Behind the seat and Throne of Christ appear the Tabernacle with its veil opened, the Candlestick on the right, the Table with Shew-bread on the left, and, in the midst, the Cross in place of the Ark, the Cherubim bowing over it.

On the right hand of the Throne of Christ is Baptism, on His left is the Lord's Supper—the two introducers into Eternal Life.
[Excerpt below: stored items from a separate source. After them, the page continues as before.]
//! Test Utilities Crate
//!
//! Provides shared test infrastructure, fixtures, and helpers for the
//! billing portal test suite.
//!
//! # Modules
//!
//! - `fixtures`: Pre-built test data for common entities
//! - `builders`: Builder patterns for test data construction
//! - `portfolio`: Wired-up services over in-memory stores
//! - `assertions`: Custom assertion helpers for domain types
//! - `generators`: Property-based test data generators

pub mod fixtures;
pub mod builders;
pub mod portfolio;
pub mod assertions;
pub mod generators;

pub use fixtures::*;
pub use builders::*;
pub use portfolio::*;
pub use assertions::*;
pub use generators::*;

use once_cell::sync::Lazy;

static TRACING: Lazy<()> = Lazy::new(|| {
    let _ = tracing_subscriber::fmt()
        .with_env_filter(
            tracing_subscriber::EnvFilter::try_from_default_env()
                .unwrap_or_else(|_| tracing_subscriber::EnvFilter::new("warn")),
        )
        .with_test_writer()
        .try_init();
});

/// Installs the test tracing subscriber once per process
pub fn init_test_tracing() {
    Lazy::force(&TRACING);
}
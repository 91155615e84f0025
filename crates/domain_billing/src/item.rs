//! Billable item aggregate

use chrono::{DateTime, NaiveDate, Utc};
use serde::{Deserialize, Serialize};

use core_kernel::{
    fiscal, BillableItemId, DocumentId, Money, ProjectId, PurchaseOrderId,
};

/// Kind of charge the item represents
#[derive(Debug, Clone, Copy, PartialEq, Eq, Hash, Serialize, Deserialize)]
pub enum InvoiceType {
    /// Recurring license fee, pro-rated across its coverage window
    License,
    /// One-time charge (implementation, services)
    OneTime,
    /// Anything else
    Others,
}

/// Billable item workflow status
#[derive(Debug, Clone, Copy, PartialEq, Eq, Hash, Serialize, Deserialize)]
pub enum ItemStatus {
    /// Awaiting approval (workflow entry point)
    Pending,
    /// Approved for invoicing
    Approved,
    /// Rejected during approval
    NotApproved,
    /// Invoice raised, payment outstanding
    Raised,
    /// Payment received
    Received,
}

impl ItemStatus {
    /// Returns true once an invoice exists for the item
    ///
    /// Invoiced items must carry invoice number, date, and document.
    pub fn is_invoiced(&self) -> bool {
        matches!(self, ItemStatus::Raised | ItemStatus::Received)
    }
}

/// Who sold, ran, and invoiced the work
///
/// Names are free-form; the team/department breakdown in analytics groups
/// by these strings.
#[derive(Debug, Clone, Default, PartialEq, Eq, Serialize, Deserialize)]
pub struct Attribution {
    pub sales_manager: Option<String>,
    pub project_manager: Option<String>,
    pub cx_manager: Option<String>,
    pub invoice_raised_by: Option<String>,
}

/// A single invoiceable line tied to a project
#[derive(Debug, Clone, Serialize, Deserialize)]
pub struct BillableItem {
    /// Unique identifier
    pub id: BillableItemId,
    /// Owning project
    pub project_id: ProjectId,
    /// Display name
    pub name: String,
    /// Charge kind
    pub invoice_type: InvoiceType,
    /// Workflow status
    pub status: ItemStatus,
    /// Linked purchase order (immutable id reference)
    pub purchase_order_id: Option<PurchaseOrderId>,
    /// PO number copied from the selected purchase order
    ///
    /// Kept as a compatibility shim for records that predate the id link;
    /// never edited independently of PO selection.
    pub po_number: Option<String>,
    /// PO end date copied from the selected purchase order
    pub po_end_date: Option<NaiveDate>,
    /// Billed amount (non-negative)
    pub amount: Money,
    /// Coverage window start (pro-ration basis for licenses)
    pub start_date: NaiveDate,
    /// Coverage window end
    pub end_date: NaiveDate,
    /// Invoice number once raised
    pub invoice_number: Option<String>,
    /// Invoice date once raised
    pub invoice_date: Option<NaiveDate>,
    /// Payment date once received
    pub payment_date: Option<NaiveDate>,
    /// PO document reference
    pub po_document: Option<DocumentId>,
    /// Proposal document reference
    pub proposal_document: Option<DocumentId>,
    /// Invoice document reference
    pub invoice_document: Option<DocumentId>,
    /// Attribution fields
    pub attribution: Attribution,
    /// Created timestamp
    pub created_at: DateTime<Utc>,
    /// Updated timestamp
    pub updated_at: DateTime<Utc>,
}

impl BillableItem {
    /// Creates a new pending item
    pub fn new(
        project_id: ProjectId,
        name: impl Into<String>,
        invoice_type: InvoiceType,
        amount: Money,
        start_date: NaiveDate,
        end_date: NaiveDate,
    ) -> Self {
        let now = Utc::now();
        Self {
            id: BillableItemId::new(),
            project_id,
            name: name.into(),
            invoice_type,
            status: ItemStatus::Pending,
            purchase_order_id: None,
            po_number: None,
            po_end_date: None,
            amount,
            start_date,
            end_date,
            invoice_number: None,
            invoice_date: None,
            payment_date: None,
            po_document: None,
            proposal_document: None,
            invoice_document: None,
            attribution: Attribution::default(),
            created_at: now,
            updated_at: now,
        }
    }

    /// Number of calendar months the coverage window spans (minimum 1)
    pub fn months_spanned(&self) -> u32 {
        fiscal::months_spanned(self.start_date, self.end_date)
    }

    /// Monthly value of the item under even pro-ration
    pub fn monthly_rate(&self) -> Money {
        self.amount.per_month(self.months_spanned())
    }

    /// Returns true if the coverage window overlaps the given range
    pub fn coverage_overlaps(&self, start: NaiveDate, end: NaiveDate) -> bool {
        self.start_date <= end && self.end_date >= start
    }

    /// Returns true if this item draws down the given purchase order
    ///
    /// The id link wins; the `po_number` string match only applies to
    /// legacy records without an id link.
    pub fn links_to(&self, po_id: PurchaseOrderId, po_number: &str) -> bool {
        match self.purchase_order_id {
            Some(linked) => linked == po_id,
            None => self.po_number.as_deref() == Some(po_number),
        }
    }

    /// Copies the PO linkage fields from a selected purchase order
    pub fn sync_purchase_order(
        &mut self,
        po_id: PurchaseOrderId,
        po_number: &str,
        po_end_date: Option<NaiveDate>,
    ) {
        self.purchase_order_id = Some(po_id);
        self.po_number = Some(po_number.to_string());
        self.po_end_date = po_end_date;
        self.updated_at = Utc::now();
    }
}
Women with infants approach the figure of an Apostle, which represents Baptism; and on the left hand the Lord's Supper is administered by Angels, from the hands of another aged Apostle; these kneel on each side of the throne, which is surrounded by a glory: in the glory many infants appear, representing Eternal Creation flowing from the Divine Humanity in Jesus; who opens the Scroll of Judgment, upon His knees, before the Living and the Dead.

Such is the Design which you, my dear Sir, have been the cause of my producing, and which, but for you, might have slept till the Last Judgment.

William Blake.

February 18, 1808.


The Last Judgment was, in the final years of Blake's life, once more repeated as a 'fresco,' into which he introduced some thousand figures, bestowing much finish and splendour of tint on it.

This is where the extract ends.